BEGIN Given information

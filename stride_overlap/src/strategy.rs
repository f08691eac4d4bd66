/*
 * Copyright (c) Meta Platforms, Inc. and affiliates.
 * All rights reserved.
 *
 * This source code is licensed under the BSD-style license found in the
 * LICENSE file in the root directory of this source tree.
 */

//! Property-based generators for [`View`]s.
//!
//! These strategies are used in `proptest`-based tests to construct
//! randomized views for testing enumeration and overlap detection.
//!
//! Two families are provided:
//!
//! - [`gen_view`] produces arbitrary geometry: any rank up to 3, any
//!   small signed strides (including zero), any element width. These
//!   views self-alias freely and rarely overlap each other.
//! - [`gen_derived_view`] produces views the way an array library
//!   would, by slicing and reversing a shared row-major buffer. Pairs
//!   drawn from it overlap often, which keeps the `true` branch of the
//!   detector exercised.
//!
//! This module is only included in test builds (`#[cfg(test)]`).

use proptest::prelude::*;

use crate::Range;
use crate::View;

/// Base address of generated views. High enough that no generated
/// negative stride can reach below zero.
const BASE: u64 = 0x1000;

/// Shape of the buffer [`gen_derived_view`] slices into.
const BUFFER: &[usize] = &[6, 5, 4];

/// Arbitrary view geometry of rank `0..=3`.
pub fn gen_view() -> BoxedStrategy<View> {
    (0usize..=3)
        .prop_flat_map(|ndim| {
            (
                prop::collection::vec(0usize..5, ndim),
                prop::collection::vec(-12i64..=12, ndim),
                prop::sample::select(vec![1usize, 2, 4, 8]),
                BASE..BASE + 256,
            )
        })
        .prop_map(|(shape, strides, item_size, base)| {
            View::new(base, shape, strides, item_size).unwrap()
        })
        .boxed()
}

/// A view obtained by slicing and optionally reversing each
/// dimension of a shared row-major buffer with `item_size`-byte
/// elements.
pub fn gen_derived_view(item_size: usize) -> BoxedStrategy<View> {
    let dim = (0usize..7, prop::option::of(0usize..7), 1usize..4, any::<bool>());
    prop::collection::vec(dim, BUFFER.len())
        .prop_map(move |dims| {
            let mut view = View::row_major(BASE, BUFFER.to_vec(), item_size).unwrap();
            for (d, (start, stop, step, reverse)) in dims.into_iter().enumerate() {
                view = view.slice(d, Range(start, stop, step)).unwrap();
                if reverse {
                    view = view.flip(d).unwrap();
                }
            }
            view
        })
        .boxed()
}

mod tests {
    use std::collections::BTreeSet;

    use proptest::strategy::ValueTree;
    use proptest::test_runner::Config;
    use proptest::test_runner::TestRunner;

    use super::*;
    use crate::Membership;
    use crate::OverlapOpts;
    use crate::enumerate;
    use crate::overlaps;
    use crate::overlaps_with;

    fn address_set(view: &View) -> BTreeSet<u64> {
        enumerate(view).unwrap().into_iter().collect()
    }

    // Reference verdict: intersect the full address sets.
    fn reference(a: &View, b: &View) -> bool {
        !address_set(a).is_disjoint(&address_set(b))
    }

    #[test]
    fn sample_many() {
        let mut runner = TestRunner::new(Config::default());

        for _ in 0..64 {
            let view = gen_derived_view(2).new_tree(&mut runner).unwrap().current();
            assert_eq!(view.ndim(), BUFFER.len());
            println!("{}", view);
        }
    }

    proptest! {
        #![proptest_config(ProptestConfig {
            cases: 256, ..ProptestConfig::default()
        })]

        #[test]
        fn enumeration_size(v in gen_view()) {
            prop_assert_eq!(enumerate(&v).unwrap().len(), v.num_elements());
        }

        #[test]
        fn symmetry(a in gen_view(), b in gen_view()) {
            prop_assert_eq!(overlaps(&a, &b).unwrap(), overlaps(&b, &a).unwrap());
        }

        #[test]
        fn reflexivity(a in gen_view()) {
            prop_assume!(!a.is_empty());
            prop_assert!(overlaps(&a, &a).unwrap());
        }

        #[test]
        fn emptiness(a in gen_view(), b in gen_view(), k in any::<prop::sample::Index>()) {
            if a.ndim() == 0 {
                return Ok(());
            }
            let mut shape = a.shape().to_vec();
            shape[k.index(a.ndim())] = 0;
            let empty = View::new(a.base_address(), shape, a.strides().to_vec(), a.item_size())
                .unwrap();
            prop_assert!(!overlaps(&empty, &b).unwrap());
            prop_assert!(!overlaps(&b, &empty).unwrap());
            prop_assert!(!overlaps(&empty, &empty).unwrap());
        }

        #[test]
        fn agrees_with_reference(a in gen_derived_view(2), b in gen_derived_view(2)) {
            prop_assert_eq!(overlaps(&a, &b).unwrap(), reference(&a, &b));
        }

        #[test]
        fn arbitrary_agrees_with_reference(a in gen_view(), b in gen_view()) {
            prop_assert_eq!(overlaps(&a, &b).unwrap(), reference(&a, &b));
        }

        #[test]
        fn membership_strategies_agree(a in gen_derived_view(4), b in gen_derived_view(4)) {
            let sorted = OverlapOpts::default().with_membership(Membership::Sorted);
            prop_assert_eq!(
                overlaps(&a, &b).unwrap(),
                overlaps_with(&a, &b, &sorted).unwrap()
            );
        }

        #[test]
        fn flip_preserves_verdict(
            a in gen_derived_view(1),
            b in gen_derived_view(1),
            dim in 0usize..3
        ) {
            let flipped = b.flip(dim).unwrap();
            prop_assert_eq!(address_set(&b), address_set(&flipped));
            prop_assert_eq!(overlaps(&a, &b).unwrap(), overlaps(&a, &flipped).unwrap());
        }

        // A shared start address is always a shared byte.
        #[test]
        fn byte_range_is_weaker(a in gen_view(), b in gen_view()) {
            if overlaps(&a, &b).unwrap() {
                prop_assert!(overlaps_with(&a, &b, &OverlapOpts::byte_range()).unwrap());
            }
        }

        // With equal element widths on a common grid, byte ranges
        // intersect exactly when start addresses coincide.
        #[test]
        fn byte_range_matches_on_common_grid(
            a in gen_derived_view(8),
            b in gen_derived_view(8)
        ) {
            prop_assert_eq!(
                overlaps(&a, &b).unwrap(),
                overlaps_with(&a, &b, &OverlapOpts::byte_range()).unwrap()
            );
        }
    }
}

END Given information

Could you reproduce, exactly as written, the lines running from the one with "if overlaps(&a, &b).unwrap()" to the end of the entries above?

            if overlaps(&a, &b).unwrap() {
                prop_assert!(overlaps_with(&a, &b, &OverlapOpts::byte_range()).unwrap());
            }
        }

        // With equal element widths on a common grid, byte ranges
        // intersect exactly when start addresses coincide.
        #[test]
        fn byte_range_matches_on_common_grid(
            a in gen_derived_view(8),
            b in gen_derived_view(8)
        ) {
            prop_assert_eq!(
                overlaps(&a, &b).unwrap(),
                overlaps_with(&a, &b, &OverlapOpts::byte_range()).unwrap()
            );
        }
    }
}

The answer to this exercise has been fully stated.